ReplyDeleteThis is one very common reading of the Aeneid. Lots of people like to see the work as a panegyric (praise) for Augustus (Octavian) via his proclaimed ancestor Aeneas. It's a very common interpretation that's had support for centuries. There are other people who read the epic much more pessimistically as a cautionary tale about the moral hazards of empire and the dangers that it poses for its citizens and the world. Some even see it as a veiled critique of lots of Octavian's behavior in bringing the empire under his control. To provide one example: In book I Virgil describe's Neptune calming the storms as 'like a great orator' who uses his words to calm a rioting crowd - the ideal way to handle governmental upheaval. The obvious issue with this example is that, if we look at Roman history, this is the absolute OPPOSITE of how Octavian did it. He killed anyone that got in his way, numbering into the tens of thousands depending on whose reports you use. Moreover, Neptune was the patron God of one of Octavian's biggest rivals - Sextus Pompey. So what is Virgil doing with this simile? Why would he put it there? He lived through the whole ordeal, as did most of his readers, so we might expect them to be (painfully) aware of the allusion. What does it mean?
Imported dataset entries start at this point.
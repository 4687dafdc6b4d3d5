//! End-to-end integration of a two-component pulse through a linear-isotherm
//! column: conservation, retention, and basic regression properties.

use chromsol::{InMemoryProvider, InMemoryRecorder, ParamId, Simulator};

mod common;

#[test]
fn test_two_component_pulse_elutes_conservatively() {
    let model = common::linear_two_component();
    let idxr_outlet = {
        let idxr = model.indexer();
        [idxr.offset_c(0, 15), idxr.offset_c(1, 15)]
    };

    let mut sim = Simulator::new();
    sim.initialize_model(model);
    // 100 s feed pulse, then 1900 s of clean eluent
    sim.set_section_times(&[0.0, 100.0, 2000.0]);
    let solution_times: Vec<f64> = (0..=400).map(|i| i as f64 * 5.0).collect();
    sim.set_solution_times(&solution_times);
    sim.configure_time_integrator(1e-6, 1e-9, 1e-4, 200_000);

    let mut provider = InMemoryProvider::new();
    provider
        .set_array("INIT_C", &[0.0, 0.0])
        .set_array("INIT_Q", &[0.0, 0.0]);
    sim.set_initial_condition_from(&provider).unwrap();

    let mut recorder = InMemoryRecorder::default();
    sim.integrate(&mut recorder).unwrap();

    assert!(recorder.times.len() > 100, "expected a dense chromatogram");

    let outlet: Vec<[f64; 2]> = recorder
        .solutions
        .iter()
        .map(|y| [y[idxr_outlet[0]], y[idxr_outlet[1]]])
        .collect();

    // Concentrations stay physical
    for (k, c) in outlet.iter().enumerate() {
        assert!(c[0] > -1e-8 && c[1] > -1e-8, "negative outlet at index {k}");
        assert!(c[0] < 1.1 && c[1] < 0.55, "overshoot at index {k}");
    }

    // The pulse must have produced a clear peak after the dead time
    let (peak_index, peak) = outlet
        .iter()
        .enumerate()
        .max_by(|a, b| a.1[0].total_cmp(&b.1[0]))
        .unwrap();
    assert!(peak[0] > 0.05, "peak too small: {}", peak[0]);
    assert!(
        recorder.times[peak_index] > 100.0,
        "retained peak cannot appear before the column dead time"
    );

    // Mass balance: trapezoidal integral of the outlet against the injected
    // amount (100 s of c_in), with room for hold-up and numerical dispersion
    let mut eluted = [0.0_f64; 2];
    for k in 1..outlet.len() {
        let dt = recorder.times[k] - recorder.times[k - 1];
        for comp in 0..2 {
            eluted[comp] += 0.5 * dt * (outlet[k][comp] + outlet[k - 1][comp]);
        }
    }
    let injected = [100.0 * 1.0, 100.0 * 0.5];
    for comp in 0..2 {
        assert!(
            eluted[comp] < 1.02 * injected[comp],
            "component {comp} eluted more than was injected: {} vs {}",
            eluted[comp],
            injected[comp]
        );
        assert!(
            eluted[comp] > 0.4 * injected[comp],
            "component {comp} mostly failed to elute: {} vs {}",
            eluted[comp],
            injected[comp]
        );
    }

    // Identical binding for both components: the chromatograms scale with
    // the feed composition
    for k in 0..outlet.len() {
        assert!(
            (outlet[k][1] - 0.5 * outlet[k][0]).abs() < 5e-3,
            "components with identical parameters must co-elute (index {k})"
        );
    }
}

#[test]
fn test_sensitivity_integration_smoke() {
    let model = common::linear_two_component();
    let outlet0 = model.indexer().offset_c(0, 15);

    let mut sim = Simulator::new();
    sim.initialize_model(model);
    sim.set_section_times(&[0.0, 50.0]);
    sim.set_solution_times(&[10.0, 25.0, 50.0]);
    sim.configure_time_integrator(1e-6, 1e-9, 1e-4, 50_000);
    sim.set_sensitive_parameter(ParamId::BindingKa(0), 1e-8).unwrap();

    let mut provider = InMemoryProvider::new();
    provider
        .set_array("INIT_C", &[0.0, 0.0])
        .set_array("INIT_Q", &[0.0, 0.0]);
    sim.set_initial_condition_from(&provider).unwrap();

    let mut recorder = InMemoryRecorder::default();
    sim.integrate(&mut recorder).unwrap();

    let sens = sim.last_sensitivities();
    assert_eq!(sens.len(), 1);
    assert!(sens[0].iter().all(|v| v.is_finite()));
    // Binding strength affects the hold-up, so the sensitivity of the
    // in-column state cannot be identically zero
    let max_sens = sens[0].iter().fold(0.0_f64, |a, v| a.max(v.abs()));
    assert!(max_sens > 0.0, "sensitivities remained identically zero");

    let last = recorder.solutions.last().unwrap();
    assert!(last[outlet0].is_finite());
}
Dr. Ahl wrote an article about this sort of criticism ("The Art of Safe Criticism" in the Google Docs "Additional Readings" folder). I think the issue is very complex and to boil it all down into a "Hail Augustus" or "Damn Augustus" reading is overly simplistic, but you should keep an eye on it, especially if you're interested in tracking inconsistencies in the epic.
"looked at Eddie's blog. I really liked what he wrote about mother's protecting their children, and I totally agree. A mother's love is one of the most powerful things in the world. I know almost positively that J.K. Rowling would agree with me here."
Me too. It's one of the many observational gems that you and your fellow students have offered me already in the course of this project.